What to produce: Copy out all lines bearing the word "questions" from the listing below.

>>>

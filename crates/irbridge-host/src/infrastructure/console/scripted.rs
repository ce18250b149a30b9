//! A [`Prompter`] that answers from a fixed script.
//!
//! Used by unit and integration tests to drive the interactive flows without
//! a terminal.  When the script runs out, `ask` returns `None` as if the
//! console had reached end of input.

use std::collections::VecDeque;

use crate::application::configure_binding::Prompter;

#[derive(Debug, Default)]
pub struct ScriptedPrompter {
    answers: VecDeque<String>,
    questions: Vec<String>,
    messages: Vec<String>,
}

impl ScriptedPrompter {
    pub fn new<I, S>(answers: I) -> Self
    where
        I: IntoIterator<Item = S>,
        S: Into<String>,
    {
        Self {
            answers: answers.into_iter().map(Into::into).collect(),
            ..Self::default()
        }
    }

    /// Every question asked, in order.
    pub fn questions(&self) -> &[String] {
        &self.questions
    }

    /// Every message shown with `say`, in order.
    pub fn messages(&self) -> &[String] {
        &self.messages
    }

    /// Answers not consumed yet.
    pub fn remaining(&self) -> usize {
        self.answers.len()
    }
}

impl Prompter for ScriptedPrompter {
    fn ask(&mut self, question: &str) -> Option<String> {
        self.questions.push(question.to_string());
        self.answers.pop_front()
    }

    fn say(&mut self, message: &str) {
        self.messages.push(message.to_string());
    }
}

// ── Tests ─────────────────────────────────────────────────────────────────────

<<<

Answer to the exercise:
    questions: Vec<String>,
    pub fn questions(&self) -> &[String] {
        &self.questions
        self.questions.push(question.to_string());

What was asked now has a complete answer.